Over the past decade, Drs. Brooks and Larson along with their Eckerd colleagues have garnered $1.2 million in grant funding for their work.
Larson said that Eckerd College was the only international partner honored at the event. “One of our exchange students who is from Cuba said his mom called and said, ‘Gregg is on TV!’” Larson explained. “They have partners from other [U.S.] universities, so to be the only partner honored shows how much they value the relationship with Eckerd.”
After receiving such an honor, Brooks returned to campus, taught exactly one class and then received news the College was converting to remote instruction. His senior-level Coastal Geology course had just finished its first half of lectures and an exam, and the second half of more-graduate-level group work and presentations was set to begin. Groups would be assigned a coastal environment to research and present to the rest of the class, and in a normal year, the class would travel to an approximation of the environment in Florida to see it firsthand.
“Florida doesn’t have some things, so we would go to a place that has some features instead,” Brooks said.
When students returned to their homes, serendipitously, they were able to take their classmates on virtual tours of the real marshes of South Carolina, cliff coasts of California and tidal flats of Washington. “It was better than the class has ever been,” Brooks mused.
Aside from teaching, Brooks and Larson are biking to campus every day to their lab at the Galbraith Marine Science Laboratory building. The instruments require daily maintenance, which used to be handled by a team of 10 student assistants. In the absence of help, the duo continue work on two projects—completion of sedimentary studies from the Gulf of Mexico as a part of the multi-college consortium Center for Integrated Modeling and Analysis of Gulf Ecosystems (C-IMAGE) and analysis of environmental changes caused by recent extreme events in the Caribbean.
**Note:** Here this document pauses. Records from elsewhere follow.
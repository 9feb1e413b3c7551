//! 应用状态定义
//!
//! 服务在启动时按仓储实现（PostgreSQL 或内存）组装一次，handler 间通过 Arc 共享

use std::sync::Arc;
use std::time::Duration;

use loyalty_ledger::notification::{SmsDispatcher, SmsGateway, TemplateEngine};
use loyalty_ledger::repository::{
    ActivityRepository, ActivityRepositoryTrait, CatalogRepository, CatalogRepositoryTrait,
    CouponRepository, CouponRepositoryTrait, CustomerRepository, CustomerRepositoryTrait,
    InMemoryBackend, OtpRepository, OtpRepositoryTrait, SmsLogRepository, SmsLogRepositoryTrait,
    SyncLogRepository, SyncLogRepositoryTrait, TenantDirectoryRepository, TenantDirectoryTrait,
};
use loyalty_ledger::service::{
    CatalogService, LedgerService, OtpService, QueryService, SyncReconciler, TenantResolver,
};
use loyalty_shared::config::AppConfig;
use loyalty_shared::database::Database;
use sqlx::PgPool;

/// 各仓储的具体实现
#[derive(Clone)]
pub struct Repositories {
    pub tenants: Arc<dyn TenantDirectoryTrait>,
    pub catalog: Arc<dyn CatalogRepositoryTrait>,
    pub activities: Arc<dyn ActivityRepositoryTrait>,
    pub coupons: Arc<dyn CouponRepositoryTrait>,
    pub customers: Arc<dyn CustomerRepositoryTrait>,
    pub sync_logs: Arc<dyn SyncLogRepositoryTrait>,
    pub sms_logs: Arc<dyn SmsLogRepositoryTrait>,
    pub otps: Arc<dyn OtpRepositoryTrait>,
}

impl Repositories {
    pub fn postgres(pool: &PgPool) -> Self {
        Self {
            tenants: Arc::new(TenantDirectoryRepository::new(pool.clone())),
            catalog: Arc::new(CatalogRepository::new(pool.clone())),
            activities: Arc::new(ActivityRepository::new(pool.clone())),
            coupons: Arc::new(CouponRepository::new(pool.clone())),
            customers: Arc::new(CustomerRepository::new(pool.clone())),
            sync_logs: Arc::new(SyncLogRepository::new(pool.clone())),
            sms_logs: Arc::new(SmsLogRepository::new(pool.clone())),
            otps: Arc::new(OtpRepository::new(pool.clone())),
        }
    }

    pub fn in_memory(backend: Arc<InMemoryBackend>) -> Self {
        Self {
            tenants: backend.clone(),
            catalog: backend.clone(),
            activities: backend.clone(),
            coupons: backend.clone(),
            customers: backend.clone(),
            sync_logs: backend.clone(),
            sms_logs: backend.clone(),
            otps: backend,
        }
    }
}

/// Axum 应用共享状态
#[derive(Clone)]
pub struct AppState {
    pub resolver: Arc<TenantResolver>,
    pub ledger: Arc<LedgerService>,
    pub reconciler: Arc<SyncReconciler>,
    pub query: Arc<QueryService>,
    pub otp: Arc<OtpService>,
    /// 历史遗留的租户标识请求头名称（小写）
    pub tenant_header: Arc<str>,
    /// 内存模式下为空，就绪探针跳过数据库检查
    pub database: Option<Database>,
}

impl AppState {
    /// 按配置组装全部服务
    pub fn build(
        repos: &Repositories,
        config: &AppConfig,
        sms_gateway: Arc<dyn SmsGateway>,
    ) -> Self {
        let resolver = Arc::new(TenantResolver::new(repos.tenants.clone(), &config.tenant));
        let catalog = Arc::new(CatalogService::new(
            repos.catalog.clone(),
            Duration::from_millis(config.ledger.lookup_timeout_ms),
        ));
        let ledger = Arc::new(LedgerService::new(
            catalog,
            repos.activities.clone(),
            repos.coupons.clone(),
            &config.ledger,
        ));
        let reconciler = Arc::new(SyncReconciler::new(
            ledger.clone(),
            repos.customers.clone(),
            repos.sync_logs.clone(),
            resolver.clone(),
            &config.ledger,
        ));
        let query = Arc::new(QueryService::new(
            repos.activities.clone(),
            repos.sync_logs.clone(),
        ));

        let dispatcher = SmsDispatcher::new(
            sms_gateway,
            repos.sms_logs.clone(),
            Arc::new(TemplateEngine::with_defaults()),
            config.sms.sender_id.clone(),
        )
        .with_validity_minutes((config.otp.ttl_seconds + 59) / 60);
        let otp = Arc::new(OtpService::new(
            repos.otps.clone(),
            Arc::new(dispatcher),
            &config.otp,
        ));

        Self {
            resolver,
            ledger,
            reconciler,
            query,
            otp,
            tenant_header: Arc::from(config.tenant.header_name.to_ascii_lowercase()),
            database: None,
        }
    }

    pub fn with_database(mut self, database: Database) -> Self {
        self.database = Some(database);
        self
    }
}
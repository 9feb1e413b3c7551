//! 短信审计与 OTP 仓储

use async_trait::async_trait;
use sqlx::PgPool;

use super::traits::{OtpRepositoryTrait, SmsLogRepositoryTrait};
use crate::error::Result;
use crate::models::{NewOtpCode, NewSmsLog, OtpCode, SmsLog};

pub struct SmsLogRepository {
    pool: PgPool,
}

impl SmsLogRepository {
    pub fn new(pool: PgPool) -> Self {
        Self { pool }
    }
}

#[async_trait]
impl SmsLogRepositoryTrait for SmsLogRepository {
    async fn create(&self, log: &NewSmsLog) -> Result<SmsLog> {
        let created = sqlx::query_as::<_, SmsLog>(
            r#"
            INSERT INTO sms_logs
                (phone_no, language_code, provider, request_payload, response_payload,
                 status, error_message, created_at)
            VALUES ($1, $2, $3, $4, $5, $6, $7, NOW())
            RETURNING id, phone_no, language_code, provider, request_payload, response_payload,
                      status, error_message, created_at
            "#,
        )
        .bind(&log.phone_no)
        .bind(&log.language_code)
        .bind(&log.provider)
        .bind(&log.request_payload)
        .bind(&log.response_payload)
        .bind(log.status)
        .bind(&log.error_message)
        .fetch_one(&self.pool)
        .await?;

        Ok(created)
    }
}

pub struct OtpRepository {
    pool: PgPool,
}

impl OtpRepository {
    pub fn new(pool: PgPool) -> Self {
        Self { pool }
    }
}

#[async_trait]
impl OtpRepositoryTrait for OtpRepository {
    async fn create(&self, otp: &NewOtpCode) -> Result<OtpCode> {
        let created = sqlx::query_as::<_, OtpCode>(
            r#"
            INSERT INTO otp_codes
                (tenant_id, business_unit_id, phone_no, code_hash, expires_at, created_at)
            VALUES ($1, $2, $3, $4, $5, NOW())
            RETURNING id, tenant_id, business_unit_id, phone_no, code_hash, expires_at, created_at
            "#,
        )
        .bind(otp.scope.tenant_id)
        .bind(otp.scope.business_unit_id)
        .bind(&otp.phone_no)
        .bind(&otp.code_hash)
        .bind(otp.expires_at)
        .fetch_one(&self.pool)
        .await?;

        Ok(created)
    }
}
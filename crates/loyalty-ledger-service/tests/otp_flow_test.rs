//! 验证码下发测试（内存仓储）
//!
//! 网关失败时仍然写入审计记录，且记录中的验证码已打码。

use std::sync::Arc;

use fake::Fake;
use fake::faker::number::en::NumberWithFormat;
use loyalty_ledger::models::{SmsStatus, TenantScope};
use loyalty_ledger::notification::{SimulatedSmsGateway, SmsDispatcher, TemplateEngine};
use loyalty_ledger::repository::InMemoryBackend;
use loyalty_ledger::service::OtpService;
use loyalty_shared::config::OtpConfig;

fn otp_service(backend: &Arc<InMemoryBackend>, gateway: SimulatedSmsGateway) -> OtpService {
    let dispatcher = SmsDispatcher::new(
        Arc::new(gateway),
        backend.clone(),
        Arc::new(TemplateEngine::with_defaults()),
        "LOYALTY",
    );
    OtpService::new(backend.clone(), Arc::new(dispatcher), &OtpConfig::default())
}

#[tokio::test]
async fn test_gateway_failure_is_audited() {
    let backend = Arc::new(InMemoryBackend::new());
    let service = otp_service(&backend, SimulatedSmsGateway::failing("provider returned 503"));

    let issued = tokio_test::assert_ok!(
        service
            .issue_otp(TenantScope::new(1, 1), "+971 50 123 4567", "ar-AE")
            .await
    );
    assert_eq!(issued.sms_status, SmsStatus::Failed);

    let logs = backend.sms_logs();
    assert_eq!(logs.len(), 1);
    let log = &logs[0];
    assert_eq!(log.status, SmsStatus::Failed);
    assert_eq!(log.language_code, "ar");
    assert!(log.error_message.as_deref().unwrap_or_default().contains("503"));

    let text = log.request_payload["text"].as_str().unwrap_or_default();
    assert!(text.contains("******"));
}

#[tokio::test]
async fn test_only_hash_is_stored() {
    let backend = Arc::new(InMemoryBackend::new());
    let service = otp_service(&backend, SimulatedSmsGateway::new());

    let issued = service
        .issue_otp(TenantScope::new(1, 1), "+971501234567", "fr")
        .await
        .unwrap();
    assert_eq!(issued.sms_status, SmsStatus::Sent);

    let codes = backend.otp_codes();
    assert_eq!(codes.len(), 1);
    assert_eq!(codes[0].code_hash.len(), 64);
    assert!(codes[0].code_hash.chars().all(|c| c.is_ascii_hexdigit()));

    // 未注册的语言回退到英文模板
    assert_eq!(backend.sms_logs()[0].language_code, "en");
}

#[tokio::test]
async fn test_each_issue_writes_its_own_audit_row() {
    let backend = Arc::new(InMemoryBackend::new());
    let service = otp_service(&backend, SimulatedSmsGateway::new());

    let phones: Vec<String> = (0..5)
        .map(|_| NumberWithFormat("+96650#######").fake())
        .collect();
    for phone in &phones {
        tokio_test::assert_ok!(service.issue_otp(TenantScope::new(1, 1), phone, "en").await);
    }

    let logs = backend.sms_logs();
    assert_eq!(logs.len(), phones.len());
    for (log, phone) in logs.iter().zip(&phones) {
        assert_eq!(&log.phone_no, phone);
        assert_eq!(log.status, SmsStatus::Sent);
    }
    assert_eq!(backend.otp_codes().len(), phones.len());
}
The C-IMAGE work began in 2010, shortly after the disastrous BP Oil Spill in the Gulf. Since then, Brooks’s lab has been awarded $1.2 million in grant funding, produced five book chapters, written 15 publications in peer-reviewed journals with 12 student co-authors, given 86 professional presentations with 96 students as chief or co-presenters, taken 31 students on research cruises, and been the subject of 15 undergraduate theses. C-IMAGE–funded work concludes this month, and last February the consortium presented Eckerd College with a blown-glass sculpture of a single drop of oil to commemorate the decade-long partnership.
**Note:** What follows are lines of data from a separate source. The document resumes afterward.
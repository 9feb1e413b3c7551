//! HTTP 中间件
//!
//! 提供请求追踪、指标收集与请求 ID 传播。

use std::time::Instant;

use axum::{extract::Request, http::HeaderValue, middleware::Next, response::Response};
use tracing::{Instrument, info_span};

use super::metrics;

pub const REQUEST_ID_HEADER: &str = "x-request-id";

/// HTTP 请求追踪和指标中间件
///
/// # Example
///
/// ```ignore
/// use axum::{Router, middleware};
/// use loyalty_shared::observability::middleware::http_tracing;
///
/// let app = Router::new()
///     .route("/health", get(health))
///     .layer(middleware::from_fn(http_tracing));
/// ```
pub async fn http_tracing(request: Request, next: Next) -> Response {
    let method = request.method().to_string();
    let uri = request.uri().path().to_string();

    let span = info_span!(
        "http_request",
        method = %method,
        uri = %uri,
        status = tracing::field::Empty,
        latency_ms = tracing::field::Empty,
    );

    let start = Instant::now();
    let response = next.run(request).instrument(span.clone()).await;

    let latency = start.elapsed();
    let status = response.status().as_u16();

    span.record("status", status);
    span.record("latency_ms", latency.as_millis() as i64);

    metrics::record_http_request(&method, &uri, status, latency.as_secs_f64());

    response
}

/// 请求 ID 中间件
///
/// 沿用上游传入的 `x-request-id`，没有则生成新的，并在响应头中回写。
pub async fn request_id(mut request: Request, next: Next) -> Response {
    let request_id = request
        .headers()
        .get(REQUEST_ID_HEADER)
        .and_then(|v| v.to_str().ok())
        .map(String::from)
        .unwrap_or_else(|| uuid::Uuid::new_v4().to_string());

    request.extensions_mut().insert(RequestId(request_id.clone()));

    let mut response = next.run(request).await;

    if let Ok(value) = HeaderValue::from_str(&request_id) {
        response.headers_mut().insert(REQUEST_ID_HEADER, value);
    }

    response
}

/// 请求 ID 包装类型
#[derive(Clone, Debug)]
pub struct RequestId(pub String);

impl RequestId {
    pub fn as_str(&self) -> &str {
        &self.0
    }
}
Relationships formed in the Gulf opened the door to Brooks’s newest project, studying the changes in environment left behind after extreme weather events in the Caribbean through surveys of areas in the U.S. Virgin Islands, Florida Keys and Cuba heavily impacted by Hurricane Irma. Brooks said the study is beginning to reveal some of nature’s resilience.
“In one area we looked around, there were all these new, little, tiny coral heads,” Larson recalled. “It’s amazing, the speed of it—though we are geologists, so when we think [of] “fast,” we’re still talking about years.”
Recently, Brooks and Larson gathered their entire student research team for a virtual chat on Google Meet to talk about what’s happening in the lab and keep them updated on protocols and procedures. They plan to keep gathering the group throughout the summer to ease the transition into the Fall Semester.
“We want to keep them engaged, and we want them to be ready to work when they return,” Brooks said, with a smile.